**PROVIDED MATERIAL**

::::::

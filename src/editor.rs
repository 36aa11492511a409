//! The editing surface: engine, selection marks, command routing and the
//! collaborators hanging off them. Every change goes through
//! [`Editor::update`], which commits through the engine and re-syncs the
//! selection marks afterwards.

use std::rc::Rc;

use crossterm::event::{KeyCode, KeyEvent, KeyModifiers};
use tokio::sync::mpsc;
use tracing::{debug, trace};

use crate::config::EditorConfig;
use crate::engine::native::CaretMove;
use crate::engine::{
    CommandBus, CommandPriority, EditorState, Engine, NodeKey, Registration, Selection,
    Transaction, Tree, UpdateTag, UploadFile,
};
use crate::error::Result;
use crate::markup;

mod clipboard;
mod commands;
mod contents;
mod escaper;
mod highlight;
pub mod query;
mod selection;
mod upload;

pub use clipboard::{ClipboardData, ScrollPosition};
pub use commands::{DragState, ToolbarCommand};
pub use contents::AttachmentOptions;
pub use highlight::HighlightStyles;
pub use selection::{CaretSurface, CursorPosition, MarkDiff, SelectionMarks};
pub use upload::{UploadEvent, UploadRequest, UploadTransport, UploadedBlob};

/// A command handler. Returning `Ok(true)` stops lower-priority handlers.
pub type CommandHandler = Rc<dyn Fn(&mut Editor, &CommandPayload) -> Result<bool>>;

/// Everything the command bus routes. Keys that nobody above the engine
/// cares about (Home, End, word jumps) bypass the bus.
#[derive(Clone, Copy, Debug, PartialEq, Eq, Hash)]
pub enum EditorCommand {
    MoveLeft,
    MoveRight,
    MoveUp,
    MoveDown,
    DeleteBackward,
    DeleteForward,
    Enter,
    Tab,
    Space,
    Escape,
    InsertText,
    Paste,
    Toolbar(ToolbarCommand),
}

#[derive(Clone, Debug, Default)]
pub enum CommandPayload {
    #[default]
    None,
    Key(KeyEvent),
    Text(String),
    Clipboard(ClipboardData),
    Link(Option<String>),
    Highlight(HighlightStyles),
    Files(Vec<UploadFile>),
}

impl CommandPayload {
    pub fn key(&self) -> Option<&KeyEvent> {
        match self {
            CommandPayload::Key(key) => Some(key),
            _ => None,
        }
    }

    fn modifiers(&self) -> KeyModifiers {
        self.key().map(|key| key.modifiers).unwrap_or(KeyModifiers::NONE)
    }
}

#[derive(Clone, Copy, Debug, PartialEq, Eq)]
pub enum FileDecision {
    Accept,
    Reject,
}

#[derive(Clone, Debug, PartialEq)]
enum LinkRequest {
    Replace(String, AttachmentOptions),
    InsertBelow(String, AttachmentOptions),
}

/// Raised after a pasted URL became a link. Listeners queue follow-up
/// edits; the editor applies them once the listener returns.
#[derive(Debug)]
pub struct LinkInsertion {
    pub key: NodeKey,
    pub url: String,
    requests: Vec<LinkRequest>,
}

impl LinkInsertion {
    fn new(key: NodeKey, url: String) -> Self {
        Self {
            key,
            url,
            requests: Vec::new(),
        }
    }

    pub fn replace_link_with(&mut self, markup: impl Into<String>, options: AttachmentOptions) {
        self.requests.push(LinkRequest::Replace(markup.into(), options));
    }

    pub fn insert_below_link(&mut self, markup: impl Into<String>, options: AttachmentOptions) {
        self.requests.push(LinkRequest::InsertBelow(markup.into(), options));
    }
}

/// Hooks for whoever hosts the editor.
pub trait EditorListener {
    /// Called before a dropped, pasted or picked file starts uploading.
    fn file_accept(&mut self, _file: &UploadFile) -> FileDecision {
        FileDecision::Accept
    }

    fn link_inserted(&mut self, _insertion: &mut LinkInsertion) {}
}

pub struct Editor {
    engine: Engine,
    config: EditorConfig,
    marks: SelectionMarks,
    commands: Commands,
    listener: Option<Box<dyn EditorListener>>,
    transport: Option<Box<dyn UploadTransport>>,
    upload_events: mpsc::UnboundedSender<UploadEvent>,
    upload_inbox: mpsc::UnboundedReceiver<UploadEvent>,
    next_upload: u64,
    drag: DragState,
    scroll: ScrollPosition,
    scroll_restore: Option<ScrollPosition>,
}

impl Editor {
    pub fn new(config: EditorConfig) -> Self {
        Self::with_state(config, EditorState::default())
    }

    pub fn with_state(config: EditorConfig, state: EditorState) -> Self {
        let mut engine = Engine::new(EditorState::default(), config.history_limit);
        engine.register_text_transform(highlight::sync_highlight_with_style);
        engine.set_state(state);
        let (upload_events, upload_inbox) = mpsc::unbounded_channel();
        let mut editor = Self {
            engine,
            config,
            marks: SelectionMarks::default(),
            commands: CommandBus::new(),
            listener: None,
            transport: None,
            upload_events,
            upload_inbox,
            next_upload: 1,
            drag: DragState::default(),
            scroll: ScrollPosition::default(),
            scroll_restore: None,
        };
        register_native_handlers(&mut editor.commands);
        selection::register(&mut editor.commands);
        escaper::register(&mut editor.commands);
        clipboard::register(&mut editor.commands);
        commands::register(&mut editor.commands);
        editor
    }

    /// Loads sanitized markup. An empty string yields one empty paragraph.
    pub fn from_markup(config: EditorConfig, source: &str) -> Result<Self> {
        let tree = markup::parse_document(source)?;
        let mut editor = Self::with_state(config, EditorState::new(tree));
        editor.place_cursor_at_the_end()?;
        Ok(editor)
    }

    pub fn config(&self) -> &EditorConfig {
        &self.config
    }

    pub fn state(&self) -> &EditorState {
        self.engine.state()
    }

    pub fn tree(&self) -> &Tree {
        &self.engine.state().tree
    }

    pub fn selection(&self) -> Option<&Selection> {
        self.engine.state().selection.as_ref()
    }

    pub fn version(&self) -> u64 {
        self.engine.version()
    }

    pub fn marks(&self) -> &SelectionMarks {
        &self.marks
    }

    pub fn can_undo(&self) -> bool {
        self.engine.can_undo()
    }

    pub fn can_redo(&self) -> bool {
        self.engine.can_redo()
    }

    pub fn read<T>(&self, f: impl FnOnce(&EditorState) -> T) -> T {
        self.engine.read(f)
    }

    pub fn update<T>(&mut self, f: impl FnOnce(&mut Transaction<'_>) -> Result<T>) -> Result<T> {
        self.update_tagged(UpdateTag::Default, f)
    }

    pub fn update_tagged<T>(
        &mut self,
        tag: UpdateTag,
        f: impl FnOnce(&mut Transaction<'_>) -> Result<T>,
    ) -> Result<T> {
        let value = self.engine.update_tagged(tag, f)?;
        self.sync_selected_marks();
        Ok(value)
    }

    pub fn undo(&mut self) -> bool {
        let undone = self.engine.undo();
        self.sync_selected_marks();
        undone
    }

    pub fn redo(&mut self) -> bool {
        let redone = self.engine.redo();
        self.sync_selected_marks();
        redone
    }

    /// Markup of the whole document.
    pub fn value(&self) -> String {
        markup::to_markup(self.tree())
    }

    /// Replaces the document with parsed markup and drops undo history.
    pub fn set_value(&mut self, source: &str) -> Result<()> {
        let tree = markup::parse_document(source)?;
        self.engine.set_state(EditorState::new(tree));
        self.place_cursor_at_the_end()
    }

    pub fn set_listener(&mut self, listener: Box<dyn EditorListener>) {
        self.listener = Some(listener);
    }

    pub fn set_upload_transport(&mut self, transport: Box<dyn UploadTransport>) {
        self.transport = Some(transport);
    }

    pub fn register_command(
        &mut self,
        command: EditorCommand,
        priority: CommandPriority,
        handler: CommandHandler,
    ) -> Registration {
        self.commands.register(command, priority, handler)
    }

    pub fn unregister_command(&mut self, registration: Registration) -> bool {
        self.commands.unregister(registration)
    }

    /// Runs the handlers for `command` from the highest tier down until one
    /// reports the command as handled.
    pub fn dispatch(&mut self, command: EditorCommand, payload: CommandPayload) -> Result<bool> {
        let handlers = self.commands.handlers(command);
        trace!(?command, handlers = handlers.len(), "dispatching command");
        let mut handled = false;
        for handler in handlers {
            if handler(self, &payload)? {
                handled = true;
                break;
            }
        }
        self.sync_selected_marks();
        Ok(handled)
    }

    pub fn run(&mut self, command: ToolbarCommand) -> Result<bool> {
        self.dispatch(EditorCommand::Toolbar(command), CommandPayload::None)
    }

    pub fn run_with(&mut self, command: ToolbarCommand, payload: CommandPayload) -> Result<bool> {
        self.dispatch(EditorCommand::Toolbar(command), payload)
    }

    pub fn paste(&mut self, data: ClipboardData) -> Result<bool> {
        self.dispatch(EditorCommand::Paste, CommandPayload::Clipboard(data))
    }

    /// Routes a key press: shortcuts first, then bus commands, then the
    /// few keys the engine handles directly.
    pub fn handle_key(&mut self, key: KeyEvent) -> Result<bool> {
        if let Some(command) = commands::shortcut(&key) {
            return self.run(command);
        }
        let shift = key.modifiers.contains(KeyModifiers::SHIFT);
        let command = match key.code {
            KeyCode::Left => EditorCommand::MoveLeft,
            KeyCode::Right => EditorCommand::MoveRight,
            KeyCode::Up => EditorCommand::MoveUp,
            KeyCode::Down => EditorCommand::MoveDown,
            KeyCode::Backspace => EditorCommand::DeleteBackward,
            KeyCode::Delete => EditorCommand::DeleteForward,
            KeyCode::Enter => EditorCommand::Enter,
            KeyCode::Tab | KeyCode::BackTab => EditorCommand::Tab,
            KeyCode::Esc => EditorCommand::Escape,
            KeyCode::Home => return self.move_caret(CaretMove::LineStart, shift),
            KeyCode::End => return self.move_caret(CaretMove::LineEnd, shift),
            KeyCode::Char(' ') if query::is_printable_character(&key) => EditorCommand::Space,
            KeyCode::Char(ch) if query::is_printable_character(&key) => {
                return self.dispatch(EditorCommand::InsertText, CommandPayload::Text(ch.to_string()));
            }
            _ => return Ok(false),
        };
        self.dispatch(command, CommandPayload::Key(key))
    }

    pub fn move_caret(&mut self, movement: CaretMove, extend: bool) -> Result<bool> {
        self.update(|tx| Ok(tx.move_caret(movement, extend)))
    }

    pub fn insert_text(&mut self, text: &str) -> Result<bool> {
        self.dispatch(EditorCommand::InsertText, CommandPayload::Text(text.to_string()))
    }

    pub fn drag_state(&self) -> &DragState {
        &self.drag
    }

    /// Scroll offset the host reports so that pastes can restore it.
    pub fn set_scroll_position(&mut self, scroll: ScrollPosition) {
        self.scroll = scroll;
    }

    /// Scroll offset the host should jump back to, once.
    pub fn take_scroll_restore(&mut self) -> Option<ScrollPosition> {
        self.scroll_restore.take()
    }

    /// Re-derives the selected-node marks from the committed selection.
    pub fn sync_selected_marks(&mut self) -> MarkDiff {
        let diff = self.marks.sync(self.engine.state().selection.as_ref());
        if !diff.is_empty() {
            debug!(added = diff.added.len(), removed = diff.removed.len(), "synced node marks");
        }
        diff
    }

    fn notify_file_accept(&mut self, file: &UploadFile) -> FileDecision {
        match self.listener.as_mut() {
            Some(listener) => listener.file_accept(file),
            None => FileDecision::Accept,
        }
    }

    fn notify_link_inserted(&mut self, key: NodeKey, url: &str) -> Result<()> {
        let Some(listener) = self.listener.as_mut() else {
            return Ok(());
        };
        let mut insertion = LinkInsertion::new(key, url.to_string());
        listener.link_inserted(&mut insertion);
        for request in insertion.requests {
            match request {
                LinkRequest::Replace(markup, options) => {
                    self.replace_node_with_markup(key, &markup, options)?;
                }
                LinkRequest::InsertBelow(markup, options) => {
                    self.insert_markup_below_node(key, &markup, options)?;
                }
            }
        }
        Ok(())
    }
}

type Commands = CommandBus<EditorCommand, CommandHandler>;

fn register_handler(
    bus: &mut Commands,
    command: EditorCommand,
    priority: CommandPriority,
    handler: impl Fn(&mut Editor, &CommandPayload) -> Result<bool> + 'static,
) -> Registration {
    bus.register(command, priority, Rc::new(handler))
}

fn native(
    bus: &mut Commands,
    command: EditorCommand,
    handler: impl Fn(&mut Editor, &CommandPayload) -> Result<bool> + 'static,
) {
    register_handler(bus, command, CommandPriority::Editor, handler);
}

fn native_move(
    editor: &mut Editor,
    payload: &CommandPayload,
    plain: CaretMove,
    by_word: CaretMove,
) -> Result<bool> {
    let modifiers = payload.modifiers();
    let word = modifiers.intersects(KeyModifiers::CONTROL | KeyModifiers::ALT);
    let movement = if word { by_word } else { plain };
    editor.move_caret(movement, modifiers.contains(KeyModifiers::SHIFT))
}

/// What the engine does when nobody above it claims a command.
fn register_native_handlers(bus: &mut Commands) {
    native(bus, EditorCommand::MoveLeft, |editor, payload| {
        native_move(editor, payload, CaretMove::Left, CaretMove::WordLeft)
    });
    native(bus, EditorCommand::MoveRight, |editor, payload| {
        native_move(editor, payload, CaretMove::Right, CaretMove::WordRight)
    });
    native(bus, EditorCommand::MoveUp, |editor, payload| {
        native_move(editor, payload, CaretMove::Up, CaretMove::Up)
    });
    native(bus, EditorCommand::MoveDown, |editor, payload| {
        native_move(editor, payload, CaretMove::Down, CaretMove::Down)
    });
    native(bus, EditorCommand::DeleteBackward, |editor, payload| {
        if payload.modifiers().intersects(KeyModifiers::CONTROL | KeyModifiers::ALT) {
            editor.update(|tx| tx.delete_word_backward())
        } else {
            editor.update(|tx| tx.delete_backward())
        }
    });
    native(bus, EditorCommand::DeleteForward, |editor, payload| {
        if payload.modifiers().intersects(KeyModifiers::CONTROL | KeyModifiers::ALT) {
            editor.update(|tx| tx.delete_word_forward())
        } else {
            editor.update(|tx| tx.delete_forward())
        }
    });
    native(bus, EditorCommand::Enter, |editor, payload| {
        if payload.modifiers().contains(KeyModifiers::SHIFT) {
            editor.update(|tx| tx.insert_line_break())?;
        } else {
            editor.update(|tx| tx.insert_paragraph())?;
        }
        Ok(true)
    });
    native(bus, EditorCommand::Space, |editor, _| {
        editor.update(|tx| tx.insert_text(" "))?;
        Ok(true)
    });
    native(bus, EditorCommand::InsertText, |editor, payload| {
        let CommandPayload::Text(text) = payload else {
            return Ok(false);
        };
        editor.update(|tx| tx.insert_text(text))?;
        Ok(true)
    });
    native(bus, EditorCommand::Paste, |editor, payload| {
        let CommandPayload::Clipboard(data) = payload else {
            return Ok(false);
        };
        clipboard::paste_natively(editor, data)
    });
}


#[cfg(test)]
#[path = "editor/query_tests.rs"]
mod query_tests;

#[cfg(test)]
#[path = "editor/selection_tests.rs"]
mod selection_tests;


#[cfg(test)]
#[path = "editor/escaper_tests.rs"]
mod escaper_tests;


#[cfg(test)]
#[path = "editor/clipboard_tests.rs"]
mod clipboard_tests;

#[cfg(test)]
#[path = "editor/upload_tests.rs"]
mod upload_tests;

::::::

**ASSIGNMENT**
For the word "AttachmentOptions", find all matching lines in the entries above and copy them out.

**ANSWER BOX**
pub use contents::AttachmentOptions;
    Replace(String, AttachmentOptions),
    InsertBelow(String, AttachmentOptions),
    pub fn replace_link_with(&mut self, markup: impl Into<String>, options: AttachmentOptions) {
    pub fn insert_below_link(&mut self, markup: impl Into<String>, options: AttachmentOptions) {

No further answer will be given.